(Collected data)
----

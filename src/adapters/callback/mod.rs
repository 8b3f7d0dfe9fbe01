//! Merchant callback adapters.
//!
//! - `HttpCallbackDispatcher` - reqwest-backed delivery with a bounded timeout
//! - `MockCallbackDispatcher` - scripted outcomes and call tracking for tests

mod http_callback_dispatcher;
mod mock_callback_dispatcher;

pub use http_callback_dispatcher::{HttpCallbackConfig, HttpCallbackDispatcher};
pub use mock_callback_dispatcher::{MockCallbackDispatcher, RecordedDelivery};
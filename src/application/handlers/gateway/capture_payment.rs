//! CapturePaymentHandler - Signature-gated capture acknowledgement.

use crate::domain::gateway::{verify_fields, FieldSet, GatewayError, SigningKey};

/// Command to capture a previously authorised payment.
#[derive(Debug, Clone)]
pub struct CapturePaymentCommand {
    pub fields: FieldSet,
}

/// Handler for captures. A valid signature is the only requirement.
pub struct CapturePaymentHandler {
    signing_key: SigningKey,
}

impl CapturePaymentHandler {
    pub fn new(signing_key: SigningKey) -> Self {
        Self { signing_key }
    }

    pub fn handle(&self, cmd: CapturePaymentCommand) -> Result<(), GatewayError> {
        verify_fields(&cmd.fields, &self.signing_key).map_err(|e| {
            tracing::warn!(
                reference = cmd.fields.text("x_reference").as_deref().unwrap_or("-"),
                "Capture rejected: invalid signature"
            );
            e
        })
    }
}
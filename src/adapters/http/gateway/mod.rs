//! Gateway HTTP adapter - the thin transport in front of the gateway handlers.

mod dto;
mod extract;
mod handlers;
mod routes;

pub use dto::{
    CalculatorResponse, ErrorResponse, ExecuteResponse, GatewayInfoResponse,
    SignatureCheckResponse, SignatureFailureResponse,
};
pub use extract::{GatewayRequest, FIRE_CALLBACK_PARAM, SECRET_KEY_PARAM};
pub use handlers::{GatewayApiError, GatewayAppState};
pub use routes::{app_router, gateway_router, gateway_routes};
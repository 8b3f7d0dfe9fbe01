//! Axum router configuration for the gateway endpoints.

use std::time::Duration;

use axum::http::header::{ACCEPT, CONTENT_TYPE};
use axum::http::{HeaderValue, Method};
use axum::{
    routing::{get, post},
    Router,
};
use tower_http::cors::{AllowOrigin, CorsLayer};
use tower_http::timeout::TimeoutLayer;
use tower_http::trace::TraceLayer;

use crate::config::ServerConfig;

use super::handlers::{
    calculate_signature, capture_payment, execute_action, gateway_info, health, payment_page,
    refund_payment, GatewayAppState,
};

/// Create the gateway API router.
///
/// # Routes
///
/// ## Tester Endpoints
/// - `GET /` - Shared key and field conventions
/// - `POST /` - Offsite payment page (signature verdict)
/// - `POST /incontext` - In-context payment page (signature verdict)
/// - `GET /calculator` - Signature calculator
///
/// ## Merchant Endpoints (signature verified)
/// - `POST /capture` - Capture acknowledgement
/// - `POST /refund` - Refund receipt
///
/// ## Simulation Endpoints (not verified)
/// - `POST /execute/:action` - Signed outcome with redirect or callback
pub fn gateway_routes() -> Router<GatewayAppState> {
    Router::new()
        .route("/", get(gateway_info).post(payment_page))
        .route("/incontext", post(payment_page))
        .route("/calculator", get(calculate_signature))
        .route("/capture", post(capture_payment))
        .route("/refund", post(refund_payment))
        .route("/execute/:action", post(execute_action))
}

/// Mount the gateway routes under `base_path` (empty for the root).
pub fn gateway_router(base_path: &str) -> Router<GatewayAppState> {
    let routes = Router::new().route("/healthz", get(health));
    if base_path.is_empty() {
        routes.merge(gateway_routes())
    } else {
        routes.nest(base_path, gateway_routes())
    }
}

/// Build the complete application with tracing, timeout and CORS layers.
pub fn app_router(state: GatewayAppState, server: &ServerConfig) -> Router {
    gateway_router(&server.base_path)
        .with_state(state)
        .layer(cors_layer(&server.cors_origins_list()))
        .layer(TimeoutLayer::new(Duration::from_secs(
            server.request_timeout_secs,
        )))
        .layer(TraceLayer::new_for_http())
}

fn cors_layer(origins: &[String]) -> CorsLayer {
    CorsLayer::new()
        .allow_origin(AllowOrigin::list(
            origins
                .iter()
                .filter_map(|origin| origin.parse::<HeaderValue>().ok())
                .collect::<Vec<_>>(),
        ))
        .allow_methods([Method::GET, Method::POST])
        .allow_headers([ACCEPT, CONTENT_TYPE])
}
use std::sync::Arc;

use anyhow::Context;
use tokio::net::TcpListener;
use tracing_subscriber::EnvFilter;

use offsite_gateway_sim::adapters::http::{app_router, GatewayAppState};
use offsite_gateway_sim::adapters::{
    HttpCallbackDispatcher, OsReferenceGenerator, SystemClock, YamlFieldCatalog,
};
use offsite_gateway_sim::config::AppConfig;

#[tokio::main]
async fn main() -> anyhow::Result<()> {
    let config = AppConfig::load().context("failed to load configuration")?;
    init_tracing(&config);
    config.validate().context("invalid configuration")?;

    if config.gateway.uses_default_key() {
        tracing::warn!("Signing with the built-in development key");
    }

    let callback_dispatcher = HttpCallbackDispatcher::new(config.callback.http_config())
        .context("failed to build callback HTTP client")?;

    let state = GatewayAppState {
        signing_key: config.gateway.signing_key(),
        reference_generator: Arc::new(OsReferenceGenerator),
        clock: Arc::new(SystemClock),
        callback_dispatcher: Arc::new(callback_dispatcher),
        field_catalog: Arc::new(YamlFieldCatalog::new(
            config.gateway.request_fields_path.clone(),
            config.gateway.response_fields_path.clone(),
        )),
    };

    let app = app_router(state, &config.server);

    let addr = config.server.socket_addr()?;
    let listener = TcpListener::bind(addr)
        .await
        .with_context(|| format!("failed to bind {addr}"))?;
    tracing::info!(
        %addr,
        base_path = %config.server.base_path,
        callback_timeout_secs = config.callback.timeout_secs,
        "Offsite gateway simulator listening"
    );

    axum::serve(listener, app)
        .with_graceful_shutdown(shutdown_signal())
        .await?;
    Ok(())
}

fn init_tracing(config: &AppConfig) {
    let filter = EnvFilter::try_from_default_env()
        .unwrap_or_else(|_| EnvFilter::new(&config.server.log_level));

    if config.is_production() {
        tracing_subscriber::fmt()
            .json()
            .with_env_filter(filter)
            .init();
    } else {
        tracing_subscriber::fmt().with_env_filter(filter).init();
    }
}

async fn shutdown_signal() {
    if let Err(err) = tokio::signal::ctrl_c().await {
        tracing::error!(error = %err, "Failed to listen for shutdown signal");
    }
    tracing::info!("Shutting down");
}
//! Clock port - Source of the current UTC time.

use chrono::{DateTime, Utc};

/// Injectable wall clock so outcome timestamps can be frozen in tests.
pub trait Clock: Send + Sync {
    fn now(&self) -> DateTime<Utc>;
}
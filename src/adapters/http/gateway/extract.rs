//! `GatewayRequest` extractor - one parse of the gateway fields per request.
//!
//! JSON bodies become the field set as-is. Urlencoded bodies and the query
//! string are read as parameters: `x_`-prefixed names become fields, the rest
//! are control parameters such as `fire_callback` and `secret_key`. Any other
//! body media type, multipart included, is rejected. Handlers take
//! the extracted value once and move it into the application layer, so
//! verification and any later mutation observe a single parse.

use std::collections::HashMap;

use axum::async_trait;
use axum::body::Bytes;
use axum::extract::{FromRequest, Request};
use axum::http::header::CONTENT_TYPE;
use axum::http::HeaderMap;
use url::form_urlencoded;

use crate::domain::gateway::{FieldSet, GatewayError, FIELD_PREFIX};

use super::handlers::GatewayApiError;

/// Parameter that asks the execute flow to notify the merchant callback.
pub const FIRE_CALLBACK_PARAM: &str = "fire_callback";

/// Parameter carrying the calculator's key override.
pub const SECRET_KEY_PARAM: &str = "secret_key";

const JSON_MEDIA_TYPE: &str = "application/json";
const FORM_MEDIA_TYPE: &str = "application/x-www-form-urlencoded";

/// Gateway fields plus non-field control parameters of one request.
#[derive(Debug, Clone, Default)]
pub struct GatewayRequest {
    pub fields: FieldSet,
    pub params: HashMap<String, String>,
}

impl GatewayRequest {
    pub fn param(&self, name: &str) -> Option<&str> {
        self.params.get(name).map(String::as_str)
    }

    /// True only for the literal `fire_callback=true`.
    pub fn fire_callback(&self) -> bool {
        self.param(FIRE_CALLBACK_PARAM) == Some("true")
    }
}

#[async_trait]
impl<S> FromRequest<S> for GatewayRequest
where
    S: Send + Sync,
{
    type Rejection = GatewayApiError;

    async fn from_request(req: Request, state: &S) -> Result<Self, Self::Rejection> {
        let media = media_type(req.headers());
        let mut params: Vec<(String, String)> = req
            .uri()
            .query()
            .map(|q| form_urlencoded::parse(q.as_bytes()).into_owned().collect())
            .unwrap_or_default();

        let body = Bytes::from_request(req, state)
            .await
            .map_err(|e| GatewayError::malformed_body(e.body_text()))?;

        let fields = match media.as_deref() {
            Some(JSON_MEDIA_TYPE) => FieldSet::from_json_slice(&body)?,
            Some(other) if other != FORM_MEDIA_TYPE && !body.is_empty() => {
                return Err(GatewayError::unsupported_payload(format!(
                    "unsupported content type '{other}'"
                ))
                .into());
            }
            _ => {
                params.extend(form_urlencoded::parse(&body).into_owned());
                FieldSet::from_params(params.iter().cloned())
            }
        };

        let params = params
            .into_iter()
            .filter(|(name, _)| !name.starts_with(FIELD_PREFIX))
            .collect();

        Ok(Self { fields, params })
    }
}

/// Lowercased media type of the request body, without parameters.
fn media_type(headers: &HeaderMap) -> Option<String> {
    headers
        .get(CONTENT_TYPE)
        .and_then(|v| v.to_str().ok())
        .and_then(|v| v.split(';').next())
        .map(|media| media.trim().to_ascii_lowercase())
        .filter(|media| !media.is_empty())
}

----

*YOUR TASK:* Go through the entries and return each line where the word "AppConfig" occurs.

*WRITTEN ANSWER:*
use offsite_gateway_sim::config::AppConfig;
    let config = AppConfig::load().context("failed to load configuration")?;
fn init_tracing(config: &AppConfig) {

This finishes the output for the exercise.